-- Opening Marker --

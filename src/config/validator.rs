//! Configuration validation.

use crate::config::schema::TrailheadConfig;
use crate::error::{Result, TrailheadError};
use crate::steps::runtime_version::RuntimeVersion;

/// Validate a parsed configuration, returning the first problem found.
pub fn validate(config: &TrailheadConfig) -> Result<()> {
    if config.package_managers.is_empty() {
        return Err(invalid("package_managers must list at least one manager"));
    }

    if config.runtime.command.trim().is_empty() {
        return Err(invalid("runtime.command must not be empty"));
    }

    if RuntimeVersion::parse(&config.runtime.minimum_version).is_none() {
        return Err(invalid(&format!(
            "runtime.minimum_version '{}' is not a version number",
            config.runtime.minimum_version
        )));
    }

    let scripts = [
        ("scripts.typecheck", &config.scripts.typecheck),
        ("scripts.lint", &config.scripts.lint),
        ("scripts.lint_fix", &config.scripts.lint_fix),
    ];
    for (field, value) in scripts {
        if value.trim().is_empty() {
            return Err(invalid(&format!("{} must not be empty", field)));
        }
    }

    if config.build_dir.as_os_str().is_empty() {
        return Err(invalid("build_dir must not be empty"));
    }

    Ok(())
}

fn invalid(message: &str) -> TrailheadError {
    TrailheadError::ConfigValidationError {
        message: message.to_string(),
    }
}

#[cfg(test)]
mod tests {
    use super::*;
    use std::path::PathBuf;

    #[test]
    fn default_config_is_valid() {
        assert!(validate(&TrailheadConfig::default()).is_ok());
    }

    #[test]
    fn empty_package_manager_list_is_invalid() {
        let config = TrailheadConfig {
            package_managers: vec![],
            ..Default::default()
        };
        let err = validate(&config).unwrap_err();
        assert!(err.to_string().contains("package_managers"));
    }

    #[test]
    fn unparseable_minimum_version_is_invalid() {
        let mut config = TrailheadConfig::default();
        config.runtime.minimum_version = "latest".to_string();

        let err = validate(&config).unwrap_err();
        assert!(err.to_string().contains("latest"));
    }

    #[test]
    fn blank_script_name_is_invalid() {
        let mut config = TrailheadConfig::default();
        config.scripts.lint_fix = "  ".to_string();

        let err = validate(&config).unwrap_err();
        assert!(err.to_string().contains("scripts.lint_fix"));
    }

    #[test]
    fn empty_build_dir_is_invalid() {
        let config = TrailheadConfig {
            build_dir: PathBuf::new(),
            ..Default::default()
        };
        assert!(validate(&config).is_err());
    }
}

-- Closing Marker --

Copy out each line from the listing that contains the string "TrailheadConfig".

- [EXERCISE RESULT]:
use crate::config::schema::TrailheadConfig;
pub fn validate(config: &TrailheadConfig) -> Result<()> {
        assert!(validate(&TrailheadConfig::default()).is_ok());
        let config = TrailheadConfig {
        let mut config = TrailheadConfig::default();
        let mut config = TrailheadConfig::default();
        let config = TrailheadConfig {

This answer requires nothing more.